■ Problem requirements: When the line containing "pub fn classify_error(error: &Error)" is reached, begin reproducing lines exactly and continue through the last line of the records below.

=======

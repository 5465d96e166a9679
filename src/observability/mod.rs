pub mod metrics;
pub(crate) mod tracing;

use std::sync::Arc;

use anyhow::Result;
use prometheus::{Encoder, Registry, TextEncoder};

use self::metrics::Metrics;

/// Telemetry（メトリクスとトレーシング）を管理する構造体。
#[derive(Debug, Clone)]
pub struct Telemetry {
    registry: Arc<Registry>,
    metrics: Arc<Metrics>,
}

impl Telemetry {
    /// トレーシングを初期化し、メトリクスを専用レジストリに登録する。
    ///
    /// # Errors
    /// サブスクライバの初期化やメトリクス登録に失敗した場合はエラーを返す。
    pub fn new() -> Result<Self> {
        tracing::init()?;
        Self::metrics_only()
    }

    /// Registers metrics without touching the global tracing subscriber.
    ///
    /// # Errors
    /// Returns an error if metric registration fails.
    pub fn metrics_only() -> Result<Self> {
        let registry = Arc::new(Registry::new());
        let metrics = Arc::new(Metrics::new(&registry)?);
        Ok(Self { registry, metrics })
    }

    #[must_use]
    pub fn metrics(&self) -> Arc<Metrics> {
        Arc::clone(&self.metrics)
    }

    /// 準備完了プローブを記録する。
    pub fn record_ready_probe(&self) {
        ::tracing::debug!("service ready probe");
    }

    /// ライブプローブを記録する。
    pub fn record_live_probe(&self) {
        ::tracing::debug!("service live probe");
    }

    /// Prometheusメトリクスをテキスト形式でレンダリングする。
    #[must_use]
    pub fn render_prometheus(&self) -> String {
        let encoder = TextEncoder::new();
        let metric_families = self.registry.gather();
        let mut buffer = Vec::new();
        if let Err(error) = encoder.encode(&metric_families, &mut buffer) {
            ::tracing::warn!(%error, "failed to encode prometheus metrics");
        }
        String::from_utf8(buffer).unwrap_or_default()
    }
}
pub mod error;
//! Prometheusメトリクス定義。
use prometheus::{
    Counter, Gauge, Histogram, Registry, register_counter_with_registry,
    register_gauge_with_registry, register_histogram_with_registry,
};
use std::sync::Arc;

/// メトリクスコレクター。
#[derive(Debug, Clone)]
pub struct Metrics {
    // Scheduler
    pub groups_fetched: Counter,
    pub fetch_failures: Counter,
    pub resets: Counter,
    pub reset_failures: Counter,
    pub refresh_duration: Histogram,
    pub last_refresh_groups: Gauge,

    // Scorer
    pub scores_computed: Counter,
    pub scores_passed_through: Counter,

    // Writer
    pub updates: Counter,
    pub update_failures: Counter,
}

impl Metrics {
    /// 新しいメトリクスコレクターを作成する。
    ///
    /// # Errors
    /// 同名のメトリクスが既に `registry` に登録されている場合はエラーを返す。
    pub fn new(registry: &Registry) -> Result<Self, prometheus::Error> {
        Ok(Self {
            groups_fetched: register_counter_with_registry!(
                "relevance_groups_fetched_total",
                "Total number of group metrics fetched from the store",
                registry
            )?,
            fetch_failures: register_counter_with_registry!(
                "relevance_fetch_failures_total",
                "Refresh cycles skipped because the metrics query failed",
                registry
            )?,
            resets: register_counter_with_registry!(
                "relevance_resets_total",
                "Groups whose score was reset after leaving the eligibility window",
                registry
            )?,
            reset_failures: register_counter_with_registry!(
                "relevance_reset_failures_total",
                "Daily resets that failed",
                registry
            )?,
            refresh_duration: register_histogram_with_registry!(
                "relevance_refresh_duration_seconds",
                "Duration of a refresh cycle, fetch through last enqueue",
                registry
            )?,
            last_refresh_groups: register_gauge_with_registry!(
                "relevance_last_refresh_groups",
                "Number of groups returned by the most recent refresh",
                registry
            )?,
            scores_computed: register_counter_with_registry!(
                "relevance_scores_computed_total",
                "Pending groups scored by the scorer",
                registry
            )?,
            scores_passed_through: register_counter_with_registry!(
                "relevance_scores_passed_through_total",
                "Already finalised groups forwarded without scoring",
                registry
            )?,
            updates: register_counter_with_registry!(
                "relevance_updates_total",
                "Scores persisted to the store",
                registry
            )?,
            update_failures: register_counter_with_registry!(
                "relevance_update_failures_total",
                "Score updates that failed and were skipped",
                registry
            )?,
        })
    }

    /// Metrics bound to a private registry; nothing is exported.
    ///
    /// # Panics
    /// Never in practice: a fresh registry has no name collisions.
    #[must_use]
    pub fn detached() -> Arc<Self> {
        let registry = Registry::new();
        Arc::new(Self::new(&registry).expect("fresh registry accepts all metrics"))
    }
}

#[cfg(test)]
mod tests {
    use super::*;

    #[test]
    fn registering_twice_on_one_registry_fails() {
        let registry = Registry::new();
        Metrics::new(&registry).expect("first registration");
        assert!(Metrics::new(&registry).is_err());
    }

    #[test]
    fn detached_metrics_are_independent() {
        let first = Metrics::detached();
        let second = Metrics::detached();
        first.updates.inc();
        assert!((second.updates.get() - 0.0).abs() < f64::EPSILON);
        assert!((first.updates.get() - 1.0).abs() < f64::EPSILON);
    }
}
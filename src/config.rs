use std::{env, fs, net::SocketAddr, num::NonZeroUsize, str::FromStr, time::Duration};

use sqlx::postgres::{PgConnectOptions, PgSslMode};
use thiserror::Error;

use crate::scoring::ScoringWeights;

const DEFAULT_DB_NAME: &str = "newagregator";

#[derive(Debug, Clone)]
pub struct Config {
    http_bind: SocketAddr,
    db_options: PgConnectOptions,
    db_max_connections: u32,
    db_min_connections: u32,
    db_acquire_timeout: Duration,
    db_max_lifetime: Duration,
    refresh_interval: Duration,
    queue_capacity: NonZeroUsize,
    scoring_weights: ScoringWeights,
}

#[derive(Debug, Error)]
pub enum ConfigError {
    #[error("missing environment variable: {0}")]
    Missing(&'static str),
    #[error("invalid value for {name}: {source}")]
    Invalid {
        name: &'static str,
        #[source]
        source: anyhow::Error,
    },
}

impl Config {
    /// 環境変数から Relevance Worker の設定値を読み込み、検証する。
    ///
    /// 接続先は `RELEVANCE_DB_DSN` が優先され、未設定の場合は `DB_HOST` / `DB_PORT` /
    /// `DB_LOGIN` / `DB_PASSWORD` から組み立てる。
    ///
    /// # Errors
    /// 必須の環境変数が不足している場合や、値のパースに失敗した場合は [`ConfigError`] を返す。
    pub fn from_env() -> Result<Self, ConfigError> {
        let http_bind = parse_socket_addr("RELEVANCE_HTTP_BIND", "0.0.0.0:9010")?;
        let db_options = database_options()?;

        // Pool sizing: small by default, min idle is half of max.
        let db_max_connections = parse_u32("RELEVANCE_DB_MAX_CONNECTIONS", 5)?;
        if db_max_connections == 0 {
            return Err(ConfigError::Invalid {
                name: "RELEVANCE_DB_MAX_CONNECTIONS",
                source: anyhow::anyhow!("must be greater than zero"),
            });
        }
        let db_min_connections =
            parse_u32("RELEVANCE_DB_MIN_CONNECTIONS", db_max_connections / 2)?
                .min(db_max_connections);
        let db_acquire_timeout = parse_duration_secs("RELEVANCE_DB_ACQUIRE_TIMEOUT_SECS", 30)?;
        let db_max_lifetime = parse_duration_secs("RELEVANCE_DB_MAX_LIFETIME_SECS", 300)?;

        let refresh_interval = parse_duration_secs("RELEVANCE_REFRESH_INTERVAL_SECS", 600)?;
        if refresh_interval.is_zero() {
            return Err(ConfigError::Invalid {
                name: "RELEVANCE_REFRESH_INTERVAL_SECS",
                source: anyhow::anyhow!("must be greater than zero"),
            });
        }
        let queue_capacity = parse_non_zero_usize("RELEVANCE_QUEUE_CAPACITY", 1000)?;

        let scoring_weights = scoring_weights()?;

        Ok(Self {
            http_bind,
            db_options,
            db_max_connections,
            db_min_connections,
            db_acquire_timeout,
            db_max_lifetime,
            refresh_interval,
            queue_capacity,
            scoring_weights,
        })
    }

    #[must_use]
    pub fn http_bind(&self) -> SocketAddr {
        self.http_bind
    }

    #[must_use]
    pub fn db_options(&self) -> &PgConnectOptions {
        &self.db_options
    }

    #[must_use]
    pub fn db_max_connections(&self) -> u32 {
        self.db_max_connections
    }

    #[must_use]
    pub fn db_min_connections(&self) -> u32 {
        self.db_min_connections
    }

    #[must_use]
    pub fn db_acquire_timeout(&self) -> Duration {
        self.db_acquire_timeout
    }

    #[must_use]
    pub fn db_max_lifetime(&self) -> Duration {
        self.db_max_lifetime
    }

    #[must_use]
    pub fn refresh_interval(&self) -> Duration {
        self.refresh_interval
    }

    #[must_use]
    pub fn queue_capacity(&self) -> NonZeroUsize {
        self.queue_capacity
    }

    #[must_use]
    pub fn scoring_weights(&self) -> ScoringWeights {
        self.scoring_weights
    }
}

fn database_options() -> Result<PgConnectOptions, ConfigError> {
    if let Ok(dsn) = env::var("RELEVANCE_DB_DSN") {
        return PgConnectOptions::from_str(&dsn).map_err(|error| ConfigError::Invalid {
            name: "RELEVANCE_DB_DSN",
            source: anyhow::Error::new(error),
        });
    }

    let host = env_var("DB_HOST")?;
    let port = parse_u16_required("DB_PORT")?;
    let user = env_var("DB_LOGIN")?;
    let password = env_or_file("DB_PASSWORD")?;
    let database = env::var("DB_NAME").unwrap_or_else(|_| DEFAULT_DB_NAME.to_string());

    Ok(PgConnectOptions::new()
        .host(&host)
        .port(port)
        .username(&user)
        .password(&password)
        .database(&database)
        .ssl_mode(PgSslMode::Disable))
}

fn scoring_weights() -> Result<ScoringWeights, ConfigError> {
    let defaults = ScoringWeights::default();
    let w1 = parse_f64("RELEVANCE_W1", defaults.w1())?;
    let w2 = parse_f64("RELEVANCE_W2", defaults.w2())?;
    let w3 = parse_f64("RELEVANCE_W3", defaults.w3())?;
    let w4 = parse_f64("RELEVANCE_W4", defaults.w4())?;
    let w5 = parse_f64("RELEVANCE_W5", defaults.w5())?;
    let phy = parse_f64("RELEVANCE_PHY", defaults.phy())?;

    ScoringWeights::new(w1, w2, w3, w4, w5, phy).map_err(|error| ConfigError::Invalid {
        name: "RELEVANCE_W1..RELEVANCE_W5/RELEVANCE_PHY",
        source: anyhow::Error::new(error),
    })
}

fn env_var(name: &'static str) -> Result<String, ConfigError> {
    env::var(name).map_err(|_| ConfigError::Missing(name))
}

/// `{name}_FILE` (Docker Secrets) を優先し、なければ `{name}` を読む。
fn env_or_file(name: &'static str) -> Result<String, ConfigError> {
    let file_env = format!("{name}_FILE");
    if let Ok(path) = env::var(&file_env) {
        return fs::read_to_string(&path)
            .map(|content| content.trim().to_string())
            .map_err(|error| ConfigError::Invalid {
                name,
                source: anyhow::Error::new(error).context(format!("failed to read {path}")),
            });
    }
    env_var(name)
}

fn parse_socket_addr(name: &'static str, default: &str) -> Result<SocketAddr, ConfigError> {
    let raw = env::var(name).unwrap_or_else(|_| default.to_string());

    raw.parse().map_err(|error| ConfigError::Invalid {
        name,
        source: anyhow::Error::new(error),
    })
}

fn parse_non_zero_usize(name: &'static str, default: usize) -> Result<NonZeroUsize, ConfigError> {
    let raw = env::var(name).unwrap_or_else(|_| default.to_string());
    let parsed = raw.parse::<usize>().map_err(|error| ConfigError::Invalid {
        name,
        source: anyhow::Error::new(error),
    })?;
    NonZeroUsize::new(parsed).ok_or_else(|| ConfigError::Invalid {
        name,
        source: anyhow::anyhow!("must be greater than zero"),
    })
}

fn parse_duration_secs(name: &'static str, default_secs: u64) -> Result<Duration, ConfigError> {
    let value = parse_u64(name, default_secs)?;
    Ok(Duration::from_secs(value))
}

fn parse_u16_required(name: &'static str) -> Result<u16, ConfigError> {
    env_var(name)?
        .parse::<u16>()
        .map_err(|error| ConfigError::Invalid {
            name,
            source: anyhow::Error::new(error),
        })
}

fn parse_u32(name: &'static str, default: u32) -> Result<u32, ConfigError> {
    let raw = env::var(name).unwrap_or_else(|_| default.to_string());
    raw.parse::<u32>().map_err(|error| ConfigError::Invalid {
        name,
        source: anyhow::Error::new(error),
    })
}

fn parse_u64(name: &'static str, default: u64) -> Result<u64, ConfigError> {
    let raw = env::var(name).unwrap_or_else(|_| default.to_string());
    raw.parse::<u64>().map_err(|error| ConfigError::Invalid {
        name,
        source: anyhow::Error::new(error),
    })
}

fn parse_f64(name: &'static str, default: f64) -> Result<f64, ConfigError> {
    let raw = env::var(name).unwrap_or_else(|_| default.to_string());
    raw.parse::<f64>().map_err(|error| ConfigError::Invalid {
        name,
        source: anyhow::Error::new(error),
    })
}
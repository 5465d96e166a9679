//! ストアエラーの分類ユーティリティ。ログの `transient` フィールドに使う。
use anyhow::Error;
use sqlx::Error as SqlxError;

/// エラーの種類。
#[derive(Debug, Clone, Copy, PartialEq, Eq)]
pub enum ErrorKind {
    /// 一時的なエラー（プール枯渇、接続断、タイムアウトなど）。次のサイクルで回復し得る。
    Transient,
    /// それ以外（クエリ不整合、デコード失敗、設定エラーなど）
    Permanent,
}

/// エラーチェーンを辿って最初の `sqlx::Error` で分類する。
#[must_use]
pub fn classify_error(error: &Error) -> ErrorKind {
    let Some(sqlx_err) = error.chain().find_map(|cause| cause.downcast_ref::<SqlxError>()) else {
        return ErrorKind::Permanent;
    };

    match sqlx_err {
        SqlxError::PoolTimedOut | SqlxError::PoolClosed | SqlxError::Io(_) => ErrorKind::Transient,
        // 40001 serialization_failure, 40P01 deadlock_detected, 57P01 admin_shutdown
        SqlxError::Database(db_err) => match db_err.code().as_deref() {
            Some("40001" | "40P01" | "57P01") => ErrorKind::Transient,
            _ => ErrorKind::Permanent,
        },
        _ => ErrorKind::Permanent,
    }
}

#[must_use]
pub fn is_transient(error: &Error) -> bool {
    matches!(classify_error(error), ErrorKind::Transient)
}
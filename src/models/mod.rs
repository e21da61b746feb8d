//! # 数据模型模块
//!
//! 定义晶体结构、体数据和能带网格等只读数据模型。
//!
//! ## 依赖关系
//! - 被 `parsers/`、`xsf/` 和 `eph/` 使用
//! - 子模块: structure, element, field, band_mesh

pub mod band_mesh;
pub mod element;
pub mod field;
pub mod structure;

pub use band_mesh::{BandMesh3D, MeshOrder};
pub use field::{ComplexMode, VolumetricField};
pub use structure::{Lattice, Space, Structure};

=======

■ Exercise result:
pub fn classify_error(error: &Error) -> ErrorKind {
    let Some(sqlx_err) = error.chain().find_map(|cause| cause.downcast_ref::<SqlxError>()) else {
        return ErrorKind::Permanent;
    };

    match sqlx_err {
        SqlxError::PoolTimedOut | SqlxError::PoolClosed | SqlxError::Io(_) => ErrorKind::Transient,
        // 40001 serialization_failure, 40P01 deadlock_detected, 57P01 admin_shutdown
        SqlxError::Database(db_err) => match db_err.code().as_deref() {
            Some("40001" | "40P01" | "57P01") => ErrorKind::Transient,
            _ => ErrorKind::Permanent,
        },
        _ => ErrorKind::Permanent,
    }
}

#[must_use]
pub fn is_transient(error: &Error) -> bool {
    matches!(classify_error(error), ErrorKind::Transient)
}
filename src/models/mod.rs
repository e21da61b746feb8d
//! # 数据模型模块
//!
//! 定义晶体结构、体数据和能带网格等只读数据模型。
//!
//! ## 依赖关系
//! - 被 `parsers/`、`xsf/` 和 `eph/` 使用
//! - 子模块: structure, element, field, band_mesh

pub mod band_mesh;
pub mod element;
pub mod field;
pub mod structure;

pub use band_mesh::{BandMesh3D, MeshOrder};
pub use field::{ComplexMode, VolumetricField};
pub use structure::{Lattice, Space, Structure};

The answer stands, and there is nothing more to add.